Conceptually, the internal cost model of Ryyn
is higher to give a better and expanded user experience, where SyncThing
creates a shallower internal logic, a conceptually lower internal cost, but becomes more fragile in correctness in edge cases.
(Note: This says nothing about the actual codebase which can be inflated, complicated, messy and vice versa regardless of conceptual internal cost model. Idea vs implementation.)
One thing I am avoiding on purpose is a multitude of user input options (and non-options). More fine-grained control can be implemented later, but I’ve estimated that the largest need and most powerful tool for a broad user base is pure and simple fire-and-forget backup of folders.
I imagine, that another difference would be, tha SyncThing needs less maintenance (unless you lose data and have to redo your changes), Ryyn will need merging, recovering etc., right? So, SyncThing requires you to stick to some rules to keep your data consistent, and it’s probably not suitable for certain usecases, when you cannot do this, while Ryyn keeps you covered, but needs your attention to recover from disaster?
Question 2 – could Ryyn be used as a simple Version Control System? Is it sitting conceptually between Git and SyncThing?
This is awesome @oetyng and shows why I said what I did earlier. @Erwin you need to read this!
It is a VCS or will be if someone builds UI on it.
I don’t see any way in which SyncThing is going to be better than this because if, as he surely will, Edward implements the underlying data model correctly, you can build VCS, backup, anything you want on top - including something that behaves like SyncThing (ie simple) but never loses data should you need to hit the “Advanced recovery” button.
Awesome stuff!
No, I wouldn’t say so. Recovery steps are practically as simple as starting a new clone.
This is because the merging is happening all the time. The replicas in a sync group (devices watching the same folder) periodically look for new events in each other’s streams, and merge them right then and there (if participating with pull_enabled
), so a converging stream is always held by every replica. The sync group converges on the same state in basic configuration (more on advanced further down).

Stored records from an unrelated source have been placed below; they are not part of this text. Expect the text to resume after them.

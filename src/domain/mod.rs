pub mod activity;
pub mod errors;
pub mod fulfillment;
pub mod mapping;
pub mod money;
pub mod order;
pub mod platform;
pub mod ports;
pub mod production;
pub mod store;
pub mod webhook;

On disaster, the disk is assumed to be wiped, and the steps are just as when starting from scratch: a selected folder is cloned
.
So, on disaster (or new generaly), user:
This is the default path from first iterations of Ryyn.

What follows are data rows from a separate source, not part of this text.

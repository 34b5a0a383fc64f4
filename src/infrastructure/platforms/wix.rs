//! Wix eCommerce REST adapter.

use std::collections::HashMap;

use chrono::{DateTime, Utc};
use serde::Deserialize;
use serde_json::{json, Value};

use crate::domain::errors::DomainError;
use crate::domain::money::opt_minor_units;
use crate::domain::order::{OrderTotals, ShippingAddress};
use crate::domain::platform::{
    FulfillmentOrder, FulfillmentOrderLine, PlatformAdapter, PlatformShipment, RemoteLineItem,
    RemoteOrder,
};
use crate::domain::store::Platform;
use crate::infrastructure::http::{platform_error, send_json, ApiClient};

#[derive(Debug, Default, Deserialize)]
struct Price {
    amount: Option<String>,
}

fn amount(price: &Option<Price>) -> Option<&str> {
    price.as_ref()?.amount.as_deref()
}

#[derive(Debug, Default, Deserialize)]
#[serde(rename_all = "camelCase")]
struct PriceSummary {
    subtotal: Option<Price>,
    shipping: Option<Price>,
    tax: Option<Price>,
    discount: Option<Price>,
    total: Option<Price>,
}

#[derive(Debug, Default, Deserialize)]
#[serde(rename_all = "camelCase")]
struct LineItem {
    id: String,
    product_name: Option<Value>,
    physical_properties: Option<Value>,
    quantity: i32,
    price: Option<Price>,
    tax_details: Option<Value>,
    total_discount: Option<Price>,
    catalog_reference: Option<Value>,
}

#[derive(Debug, Default, Deserialize)]
#[serde(rename_all = "camelCase")]
struct WixOrder {
    id: String,
    number: Option<Value>,
    buyer_info: Option<Value>,
    currency: Option<String>,
    created_date: Option<DateTime<Utc>>,
    status: Option<String>,
    price_summary: Option<PriceSummary>,
    #[serde(default)]
    line_items: Vec<LineItem>,
    shipping_info: Option<Value>,
}

#[derive(Debug, Deserialize)]
struct OrderEnvelope {
    order: Value,
}

fn str_at(value: &Value, pointer: &str) -> Option<String> {
    value
        .pointer(pointer)
        .and_then(Value::as_str)
        .filter(|s| !s.is_empty())
        .map(str::to_string)
}

fn convert(order: WixOrder, raw: Value) -> Result<RemoteOrder, DomainError> {
    let currency = order.currency.clone().unwrap_or_else(|| "USD".to_string());
    let summary = order.price_summary.unwrap_or_default();
    let raw_lines = raw.get("lineItems").and_then(Value::as_array);

    let mut line_items = Vec::with_capacity(order.line_items.len());
    for (n, line) in order.line_items.into_iter().enumerate() {
        let tax = line
            .tax_details
            .as_ref()
            .and_then(|t| t.pointer("/totalTax/amount"))
            .and_then(Value::as_str);
        let catalog = line.catalog_reference.unwrap_or(Value::Null);
        line_items.push(RemoteLineItem {
            title: line
                .product_name
                .as_ref()
                .and_then(|p| str_at(p, "/original"))
                .unwrap_or_default(),
            sku: line.physical_properties.as_ref().and_then(|p| str_at(p, "/sku")),
            quantity: line.quantity,
            unit_price: opt_minor_units(amount(&line.price), &currency)?,
            tax: opt_minor_units(tax, &currency)?,
            discount: opt_minor_units(amount(&line.total_discount), &currency)?,
            variant_external_id: str_at(&catalog, "/options/variantId")
                .or_else(|| str_at(&catalog, "/catalogItemId")),
            external_line_id: line.id,
            raw: raw_lines.and_then(|l| l.get(n)).cloned().unwrap_or(Value::Null),
        });
    }

    let shipping = order.shipping_info.unwrap_or(Value::Null);
    let destination = shipping
        .pointer("/logistics/shippingDestination")
        .cloned()
        .unwrap_or(Value::Null);
    let shipping_address = destination.get("address").map(|address| {
        let first = str_at(&destination, "/contactDetails/firstName");
        let last = str_at(&destination, "/contactDetails/lastName");
        let name = [first, last].into_iter().flatten().collect::<Vec<_>>().join(" ");
        ShippingAddress {
            name: (!name.is_empty()).then_some(name),
            company: str_at(&destination, "/contactDetails/company"),
            address1: str_at(address, "/addressLine").or_else(|| str_at(address, "/addressLine1")),
            address2: str_at(address, "/addressLine2"),
            city: str_at(address, "/city"),
            province_code: str_at(address, "/subdivision")
                .map(|s| s.rsplit('-').next().unwrap_or(&s).to_string()),
            zip: str_at(address, "/postalCode"),
            country_code: str_at(address, "/country"),
            phone: str_at(&destination, "/contactDetails/phone"),
        }
    });

    let name = match order.number {
        Some(Value::String(n)) => format!("#{n}"),
        Some(Value::Number(n)) => format!("#{n}"),
        _ => String::new(),
    };

    Ok(RemoteOrder {
        external_id: order.id,
        name,
        email: order.buyer_info.as_ref().and_then(|b| str_at(b, "/email")),
        totals: OrderTotals {
            subtotal: opt_minor_units(amount(&summary.subtotal), &currency)?,
            shipping: opt_minor_units(amount(&summary.shipping), &currency)?,
            tax: opt_minor_units(amount(&summary.tax), &currency)?,
            discount: opt_minor_units(amount(&summary.discount), &currency)?,
            total: opt_minor_units(amount(&summary.total), &currency)?,
        },
        cancelled: order.status.as_deref() == Some("CANCELED"),
        placed_at: order.created_date,
        currency,
        line_items,
        shipping_address,
        raw,
    })
}

/// Remaining quantity per line: ordered minus what earlier fulfillments shipped.
fn remaining_lines(order: &RemoteOrder, fulfillments: &Value) -> Vec<FulfillmentOrderLine> {
    let mut shipped: HashMap<String, i32> = HashMap::new();
    let entries = fulfillments
        .pointer("/orderWithFulfillments/fulfillments")
        .and_then(Value::as_array)
        .map(Vec::as_slice)
        .unwrap_or_default();
    for fulfillment in entries {
        let lines = fulfillment
            .get("lineItems")
            .and_then(Value::as_array)
            .map(Vec::as_slice)
            .unwrap_or_default();
        for line in lines {
            let quantity = line.get("quantity").and_then(Value::as_i64);
            if let (Some(id), Some(qty)) = (str_at(line, "/id"), quantity) {
                *shipped.entry(id).or_default() += i32::try_from(qty).unwrap_or(0);
            }
        }
    }
    order
        .line_items
        .iter()
        .map(|l| FulfillmentOrderLine {
            id: l.external_line_id.clone(),
            line_item_id: l.external_line_id.clone(),
            remaining_quantity: l.quantity - shipped.get(&l.external_line_id).copied().unwrap_or(0),
        })
        .filter(|l| l.remaining_quantity > 0)
        .collect()
}

pub struct WixAdapter {
    http: ApiClient,
    access_token: String,
}

impl WixAdapter {
    pub fn new(http: ApiClient, access_token: impl Into<String>) -> Self {
        Self {
            http,
            access_token: access_token.into(),
        }
    }

    fn authorized(
        &self,
        request: reqwest::blocking::RequestBuilder,
    ) -> reqwest::blocking::RequestBuilder {
        request.header(reqwest::header::AUTHORIZATION, &self.access_token)
    }
}

impl PlatformAdapter for WixAdapter {
    fn platform(&self) -> Platform {
        Platform::Wix
    }

    fn fetch_order(&self, external_order_id: &str) -> Result<RemoteOrder, DomainError> {
        let path = format!("ecom/v1/orders/{external_order_id}");
        let envelope: OrderEnvelope =
            send_json(self.authorized(self.http.get(&path))).map_err(platform_error)?;
        let order: WixOrder = serde_json::from_value(envelope.order.clone())
            .map_err(|e| DomainError::Internal(format!("wix order {external_order_id}: {e}")))?;
        convert(order, envelope.order)
    }

    fn open_fulfillment_orders(
        &self,
        external_order_id: &str,
    ) -> Result<Vec<FulfillmentOrder>, DomainError> {
        let order = self.fetch_order(external_order_id)?;
        if order.cancelled {
            return Ok(Vec::new());
        }
        let path = format!("ecom/v1/fulfillments/orders/{external_order_id}");
        let fulfillments: Value =
            send_json(self.authorized(self.http.get(&path))).map_err(platform_error)?;
        let lines = remaining_lines(&order, &fulfillments);
        if lines.is_empty() {
            return Ok(Vec::new());
        }
        Ok(vec![FulfillmentOrder {
            id: order.external_id,
            lines,
        }])
    }

    fn create_fulfillment(&self, shipment: &PlatformShipment) -> Result<String, DomainError> {
        let line_items: Vec<Value> = shipment
            .groups
            .iter()
            .flat_map(|g| &g.lines)
            .map(|l| json!({ "id": l.fulfillment_order_line_id, "quantity": l.quantity }))
            .collect();
        let body = json!({
            "fulfillment": {
                "lineItems": line_items,
                "trackingInfo": {
                    "trackingNumber": shipment.tracking.number,
                    "shippingProvider": shipment.tracking.carrier,
                    "trackingLink": shipment.tracking.url,
                }
            }
        });
        let response: Value = send_json(
            self.authorized(
                self.http
                    .post(&format!(
                        "ecom/v1/fulfillments/orders/{}/create-fulfillment",
                        shipment.order_external_id
                    ))
                    .json(&body),
            ),
        )
        .map_err(platform_error)?;
        response
            .pointer("/orderWithFulfillments/fulfillments")
            .and_then(Value::as_array)
            .and_then(|f| f.last())
            .and_then(|f| str_at(f, "/id"))
            .ok_or_else(|| DomainError::Internal("wix create-fulfillment returned no id".into()))
    }
}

In later iterations, when selecting a sync group, if the user only wants a specific replica within the sync group, they clone
only that one. It may have been an emitter only replica (push_enabled && !pull_enabled
), or an archive (!push_enabled && !pull_enabled
), and thus user only wants the specific event stream it held, not latest or more progressed streams.
First steps of implementation will not delve deep into those features, but they are there and enabled, ready to be built. I.e. first implementations will use full participants (push_enabled && pull_enabled
) by default and have a default sync behaviour/strategy. From there it’s ready for expanding into the full feature set.

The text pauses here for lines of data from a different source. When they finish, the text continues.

//! External command engine
//!
//! Runs `<program> [args...] <input> <output-dir> <stems-json>` and reads the
//! structured report from its stdout.

use std::path::Path;
use std::process::Stdio;
use std::time::Duration;

use async_trait::async_trait;
use tokio::process::Command;
use tracing::{debug, warn};

use super::{EngineError, EngineReport, SeparationEngine, parse_report};

/// Maximum number of stderr bytes carried into an error message
const STDERR_TAIL_BYTES: usize = 2048;

/// Separation engine backed by an external program
#[derive(Debug, Clone)]
pub struct CommandEngine {
    program: String,
    args: Vec<String>,
    timeout: Duration,
}

impl CommandEngine {
    /// Creates a new command engine
    ///
    /// # Arguments
    /// * `program` - Executable to launch (e.g. `python3`)
    /// * `args` - Leading arguments (e.g. the script path)
    /// * `timeout` - Deadline for a single invocation; the child is killed when exceeded
    pub fn new(program: impl Into<String>, args: Vec<String>, timeout: Duration) -> Self {
        Self {
            program: program.into(),
            args,
            timeout,
        }
    }
}

#[async_trait]
impl SeparationEngine for CommandEngine {
    async fn separate(
        &self,
        input: &Path,
        output_dir: &Path,
        stems: &[String],
    ) -> Result<EngineReport, EngineError> {
        let stems_json = serde_json::to_string(stems)
            .map_err(|e| EngineError::Launch(std::io::Error::other(e)))?;

        debug!(
            "Running separation engine: {} {:?} {} {} {}",
            self.program,
            self.args,
            input.display(),
            output_dir.display(),
            stems_json
        );

        let child = Command::new(&self.program)
            .args(&self.args)
            .arg(input)
            .arg(output_dir)
            .arg(&stems_json)
            .stdin(Stdio::null())
            .stdout(Stdio::piped())
            .stderr(Stdio::piped())
            .kill_on_drop(true)
            .spawn()
            .map_err(EngineError::Launch)?;

        // Dropping the future on timeout drops the child, which kills it
        let output = tokio::time::timeout(self.timeout, child.wait_with_output())
            .await
            .map_err(|_| EngineError::Timeout(self.timeout))?
            .map_err(EngineError::Launch)?;

        let stdout = String::from_utf8_lossy(&output.stdout);
        let stderr = String::from_utf8_lossy(&output.stderr);

        debug!("Separation engine output: {}", stdout.trim());
        if !stderr.trim().is_empty() {
            warn!("Separation engine stderr: {}", stderr.trim());
        }

        // An error report keeps its message whatever the exit status; a success
        // report only counts when the process also exited cleanly
        match parse_report(&stdout) {
            Some(report @ EngineReport::Error { .. }) => Ok(report),
            Some(report) if output.status.success() => {
                Ok(resolve_relative_outputs(report, output_dir))
            }
            None if output.status.success() => Err(EngineError::ResultParse),
            _ => Err(EngineError::Exited {
                status: output.status.to_string(),
                stderr: tail(stderr.trim(), STDERR_TAIL_BYTES).to_string(),
            }),
        }
    }
}

/// Relative output paths are taken relative to the output directory
fn resolve_relative_outputs(report: EngineReport, output_dir: &Path) -> EngineReport {
    match report {
        EngineReport::Success { outputs } => EngineReport::Success {
            outputs: outputs
                .into_iter()
                .map(|mut output| {
                    if output.path.is_relative() {
                        output.path = output_dir.join(&output.path);
                    }
                    output
                })
                .collect(),
        },
        other => other,
    }
}

fn tail(text: &str, max_bytes: usize) -> &str {
    if text.len() <= max_bytes {
        return text;
    }
    let mut start = text.len() - max_bytes;
    while !text.is_char_boundary(start) {
        start += 1;
    }
    &text[start..]
}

The merge model is also simple to begin with (though still preserving all data fully DAG-compliant), where DAG features are ready and prepared for but will not be developed and thus exposed to users in earlier iterations. (With that I’m basically referring to more fine-grained user interaction with versions etc.)
Yes, it’s like what @happybeing said.
There is a large difference, where SyncThing uses block-level diffs, while Ryyn uses binary diffs. They both have their trade-offs, but I would say that they are specifically apt for their respective system classes - and they both have considerable weaknesses, it’s not easy to do this
Since making the choice there, I have not currently looked deeper into it, but there is possibility to optimize for different uses. And perhaps a clean solution could be made for covering more of the cases in one go.
This is 200% a killer app ! A fast “eventually consistent” syncer would be extremely useful for a lot of (clearnet) applications as a backend.